*** Supplied information ***
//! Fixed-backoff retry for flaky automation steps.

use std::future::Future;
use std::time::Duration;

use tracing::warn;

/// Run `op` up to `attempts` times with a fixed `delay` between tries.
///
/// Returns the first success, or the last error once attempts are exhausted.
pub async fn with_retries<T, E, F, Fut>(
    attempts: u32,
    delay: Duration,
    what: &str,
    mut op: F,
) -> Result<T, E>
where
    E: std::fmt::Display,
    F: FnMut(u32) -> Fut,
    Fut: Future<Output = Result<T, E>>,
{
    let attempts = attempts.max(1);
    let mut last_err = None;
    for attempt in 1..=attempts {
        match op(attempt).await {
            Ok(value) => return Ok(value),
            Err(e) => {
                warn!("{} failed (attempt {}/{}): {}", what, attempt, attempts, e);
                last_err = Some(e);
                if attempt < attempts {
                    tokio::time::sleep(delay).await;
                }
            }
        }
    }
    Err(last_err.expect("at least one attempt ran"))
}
***
*** Supplied information ***
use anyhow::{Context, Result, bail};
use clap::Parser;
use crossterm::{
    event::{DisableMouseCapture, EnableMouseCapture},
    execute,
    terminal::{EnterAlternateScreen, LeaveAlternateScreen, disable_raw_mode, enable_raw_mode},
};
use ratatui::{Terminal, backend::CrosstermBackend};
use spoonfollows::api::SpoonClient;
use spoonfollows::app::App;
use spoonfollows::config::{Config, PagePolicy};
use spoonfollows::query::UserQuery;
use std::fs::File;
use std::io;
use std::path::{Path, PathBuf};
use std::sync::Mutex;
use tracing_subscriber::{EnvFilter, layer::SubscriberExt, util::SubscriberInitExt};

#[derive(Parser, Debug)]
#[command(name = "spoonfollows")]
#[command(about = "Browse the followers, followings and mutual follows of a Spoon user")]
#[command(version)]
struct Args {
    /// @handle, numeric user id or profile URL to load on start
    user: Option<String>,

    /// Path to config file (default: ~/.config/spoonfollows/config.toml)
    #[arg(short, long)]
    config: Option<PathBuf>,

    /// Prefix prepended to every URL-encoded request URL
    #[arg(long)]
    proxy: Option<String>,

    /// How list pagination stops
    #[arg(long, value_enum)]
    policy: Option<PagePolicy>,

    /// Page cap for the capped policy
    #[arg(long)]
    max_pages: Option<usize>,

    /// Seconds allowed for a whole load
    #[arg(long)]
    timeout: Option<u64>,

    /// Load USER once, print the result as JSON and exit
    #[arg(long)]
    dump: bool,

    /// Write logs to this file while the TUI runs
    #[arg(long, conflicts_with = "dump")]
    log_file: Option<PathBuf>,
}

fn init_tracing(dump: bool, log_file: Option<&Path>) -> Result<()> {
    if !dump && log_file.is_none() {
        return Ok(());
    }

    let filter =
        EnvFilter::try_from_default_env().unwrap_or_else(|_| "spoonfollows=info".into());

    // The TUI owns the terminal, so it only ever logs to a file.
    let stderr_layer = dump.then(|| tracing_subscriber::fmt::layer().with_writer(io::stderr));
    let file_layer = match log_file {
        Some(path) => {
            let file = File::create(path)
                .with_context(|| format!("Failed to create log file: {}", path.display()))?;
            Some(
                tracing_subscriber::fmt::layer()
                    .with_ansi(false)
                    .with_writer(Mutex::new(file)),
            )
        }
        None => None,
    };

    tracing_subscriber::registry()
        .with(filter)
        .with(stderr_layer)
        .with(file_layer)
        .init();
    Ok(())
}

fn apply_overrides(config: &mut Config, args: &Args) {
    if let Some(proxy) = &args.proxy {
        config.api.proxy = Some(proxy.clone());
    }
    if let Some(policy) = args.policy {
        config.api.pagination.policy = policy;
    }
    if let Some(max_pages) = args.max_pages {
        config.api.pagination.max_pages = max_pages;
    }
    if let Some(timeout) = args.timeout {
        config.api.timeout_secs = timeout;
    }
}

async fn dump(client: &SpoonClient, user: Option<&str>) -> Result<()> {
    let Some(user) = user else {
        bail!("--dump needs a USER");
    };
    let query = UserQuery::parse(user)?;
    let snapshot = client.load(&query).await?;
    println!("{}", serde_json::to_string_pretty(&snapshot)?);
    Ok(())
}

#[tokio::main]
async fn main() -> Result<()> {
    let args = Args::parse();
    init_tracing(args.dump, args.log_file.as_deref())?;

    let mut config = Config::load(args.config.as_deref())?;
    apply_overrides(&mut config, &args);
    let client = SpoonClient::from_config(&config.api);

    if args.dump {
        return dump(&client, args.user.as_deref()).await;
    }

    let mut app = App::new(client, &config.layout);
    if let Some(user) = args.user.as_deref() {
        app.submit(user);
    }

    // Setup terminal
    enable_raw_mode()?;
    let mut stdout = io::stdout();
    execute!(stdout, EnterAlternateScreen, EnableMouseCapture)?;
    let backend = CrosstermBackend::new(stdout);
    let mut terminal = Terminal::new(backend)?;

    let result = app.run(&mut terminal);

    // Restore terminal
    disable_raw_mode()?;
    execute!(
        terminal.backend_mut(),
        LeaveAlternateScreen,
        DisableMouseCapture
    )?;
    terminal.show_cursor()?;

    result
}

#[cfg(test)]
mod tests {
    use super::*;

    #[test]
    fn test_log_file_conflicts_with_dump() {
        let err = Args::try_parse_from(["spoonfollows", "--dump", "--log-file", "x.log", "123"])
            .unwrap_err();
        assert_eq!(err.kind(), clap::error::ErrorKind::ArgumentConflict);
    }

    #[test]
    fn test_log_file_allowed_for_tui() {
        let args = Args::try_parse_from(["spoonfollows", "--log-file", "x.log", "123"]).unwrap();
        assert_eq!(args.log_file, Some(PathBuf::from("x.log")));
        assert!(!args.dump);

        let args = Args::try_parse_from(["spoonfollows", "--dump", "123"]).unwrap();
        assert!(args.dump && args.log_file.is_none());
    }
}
***
- [Required work] Copy each line in the data that holds the word "Duration".

- [Solution for this task]
use std::time::Duration;
    delay: Duration,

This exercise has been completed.